Bill Dutton

No. 16
- Position: Halfback

Personal information
- Born: December 9, 1918 Weston, West Virginia, U.S.
- Died: August 2, 1951 Pittsburgh, Pennsylvania, U.S.
- Listed height: 5 ft 10 in (1.78 m)
- Listed weight: 180 lb (82 kg)

Career information
- College: Pittsburgh (1939–1942)
- NFL draft: 1943 (3rd round, 25th overall pick)

Career history
- Pittsburgh Steelers (1946); New York Yankees (1947);

Awards and highlights
- First-team All-Eastern (1942);

Career NFL statistics
- Rushing yards: 169
- Rushing average: 3.2
- Receptions: 2
- Receiving yards: 68
- Total touchdowns: 2
- Stats at Pro Football Reference

= Bill Dutton (American football) =

American football player (1918–1951)

William Earl Dutton (December 9, 1918 – August 2, 1951) was an American professional football halfback in the National Football League (NFL) for the Pittsburgh Steelers. He played college football at the University of Pittsburgh and was drafted in the third round of the 1943 NFL draft by the Washington Redskins.

==Early life==
William E. Dutton was born in Weston, West Virginia. He played for the University of Pittsburgh. As a freshman in 1938, he played under coach Jock Sutherland. He dropped out of school in 1939 and then returned to play in Pittsburgh under coach Charley Bowser from 1940 to 1942. He played as halfback and in 1942, he reached 1,375 offensive yards. He went by the nickname "Wild Bill".

==Career==
Dutton was drafted in the third round by the Washington Redskins in 1943. He went into the service before he was able to play a down with them. During World War II, Dutton served in the United States Navy as a chief petty officer for 30 months and was a member of the undefeated United States Naval Training Center Bainbridge football team. After being discharged from the Navy, he played for the Chicago Cardinals. He was then traded to the Pittsburgh Steelers and played in the 1946 season. He was released by the Steelers on September 22, 1947. He also played for the New York Yankees in 1947. He was released by the Yankees on November 8, 1947.

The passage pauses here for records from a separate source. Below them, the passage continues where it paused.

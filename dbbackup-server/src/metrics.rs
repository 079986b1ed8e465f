//! Prometheus metrics exposed on `/metrics`.

use crate::models::job::{Job, JobKind, JobStatus, TriggerOrigin};
use crate::models::resource::Resource;
use prometheus::{
    register_counter_vec, register_gauge, register_gauge_vec, register_histogram_vec, CounterVec,
    Gauge, GaugeVec, HistogramVec, TextEncoder,
};
use std::time::Duration;

lazy_static::lazy_static! {
    /// Finished jobs
    pub static ref JOBS: CounterVec = register_counter_vec!(
        "dbbackup_jobs_total",
        "Total number of finished jobs",
        &["resource", "kind", "status"]
    ).unwrap();

    pub static ref JOB_DURATION: HistogramVec = register_histogram_vec!(
        "dbbackup_job_duration_seconds",
        "Duration of backup and restore jobs",
        &["resource", "kind"],
        vec![1.0, 5.0, 15.0, 60.0, 300.0, 900.0, 3600.0]
    ).unwrap();

    pub static ref LAST_ARTIFACT_SIZE: GaugeVec = register_gauge_vec!(
        "dbbackup_last_artifact_size_bytes",
        "Size of the most recent backup artifact",
        &["resource"]
    ).unwrap();

    /// 1 when the last backup succeeded, 0 when it failed
    pub static ref LAST_JOB_STATUS: GaugeVec = register_gauge_vec!(
        "dbbackup_last_job_status",
        "Outcome of the most recent backup",
        &["resource"]
    ).unwrap();

    pub static ref LAST_SCHEDULED_SUCCESS: GaugeVec = register_gauge_vec!(
        "dbbackup_last_scheduled_success_timestamp",
        "Unix time of the last successful scheduled backup",
        &["resource"]
    ).unwrap();

    pub static ref TRANSFER_RATE: GaugeVec = register_gauge_vec!(
        "dbbackup_transfer_rate_bytes_per_second",
        "Artifact bytes written per second by the last backup",
        &["resource"]
    ).unwrap();

    /// 1 when the last artifact was stored with a checksum, 0 otherwise
    pub static ref INTEGRITY_STATUS: GaugeVec = register_gauge_vec!(
        "dbbackup_integrity_status",
        "Integrity of the most recent backup artifact",
        &["resource"]
    ).unwrap();

    pub static ref RETENTION_RUNS: CounterVec = register_counter_vec!(
        "dbbackup_retention_runs_total",
        "Retention passes executed",
        &["scope"]
    ).unwrap();

    pub static ref RETENTION_DELETIONS: CounterVec = register_counter_vec!(
        "dbbackup_retention_deletions_total",
        "Records removed by retention",
        &["scope"]
    ).unwrap();

    pub static ref PACKAGES: Gauge = register_gauge!(
        "dbbackup_packages_total",
        "Number of stored packages"
    ).unwrap();

    pub static ref PACKAGES_SIZE: Gauge = register_gauge!(
        "dbbackup_packages_size_bytes",
        "Total size of stored packages"
    ).unwrap();

    pub static ref PACKAGE_LAST_STATUS: Gauge = register_gauge!(
        "dbbackup_package_last_status",
        "Outcome of the most recent packaging attempt"
    ).unwrap();

    pub static ref DISK_AVAILABLE: Gauge = register_gauge!(
        "dbbackup_disk_available_bytes",
        "Free space on the volume holding the data directory"
    ).unwrap();
}

/// Record a finished job.
pub fn record_job(resource: &Resource, job: &Job, elapsed: Duration) {
    let name = resource.name.as_str();
    JOBS.with_label_values(&[name, job.kind.as_str(), job.status.as_str()])
        .inc();
    JOB_DURATION
        .with_label_values(&[name, job.kind.as_str()])
        .observe(elapsed.as_secs_f64());

    if job.kind != JobKind::Backup {
        return;
    }
    let ok = job.status == JobStatus::Completed;
    LAST_JOB_STATUS
        .with_label_values(&[name])
        .set(if ok { 1.0 } else { 0.0 });
    if !ok {
        INTEGRITY_STATUS.with_label_values(&[name]).set(0.0);
        return;
    }

    let size = job.size_bytes.unwrap_or(0) as f64;
    LAST_ARTIFACT_SIZE.with_label_values(&[name]).set(size);
    let secs = elapsed.as_secs_f64();
    if secs > 0.0 {
        TRANSFER_RATE.with_label_values(&[name]).set(size / secs);
    }
    let intact = job.checksum.is_some() && size > 0.0;
    INTEGRITY_STATUS
        .with_label_values(&[name])
        .set(if intact { 1.0 } else { 0.0 });
    if job.trigger == TriggerOrigin::Scheduled {
        let at = job.finished_at.unwrap_or_else(chrono::Utc::now);
        LAST_SCHEDULED_SUCCESS
            .with_label_values(&[name])
            .set(at.timestamp() as f64);
    }
}

pub fn record_retention(scope: &str, deleted: usize) {
    RETENTION_RUNS.with_label_values(&[scope]).inc();
    RETENTION_DELETIONS
        .with_label_values(&[scope])
        .inc_by(deleted as f64);
}

pub fn record_package(ok: bool) {
    PACKAGE_LAST_STATUS.set(if ok { 1.0 } else { 0.0 });
}

pub fn set_package_totals(count: i64, size_bytes: i64) {
    PACKAGES.set(count as f64);
    PACKAGES_SIZE.set(size_bytes as f64);
}

pub fn set_disk_available(bytes: u64) {
    DISK_AVAILABLE.set(bytes as f64);
}

/// Text exposition of every registered metric.
pub fn render() -> String {
    let encoder = TextEncoder::new();
    let families = prometheus::gather();
    encoder.encode_to_string(&families).unwrap_or_default()
}

#[cfg(test)]
mod tests {
    use super::*;

    #[test]
    fn test_render_includes_registered_metrics() {
        record_retention("test-scope", 2);
        set_disk_available(1024);
        let text = render();
        assert!(text.contains("dbbackup_retention_deletions_total{scope=\"test-scope\"} 2"));
        assert!(text.contains("dbbackup_disk_available_bytes"));
    }
}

In 1951, Dutton worked for the Pennsylvania government as a lab technician on the Penn-Lincoln Highway project.

==Personal life==
Dutton married Mary. They had two children, Mary Margaret and Barbara. He lived at 1108 Cochran Road in Mt. Lebanon, Pennsylvania.

Dutton died on August 2, 1951, at South Side Hospital in Pittsburgh. He sustained injuries earlier in the morning when he was an automobile accident on Banksville Road that threw him from his convertible.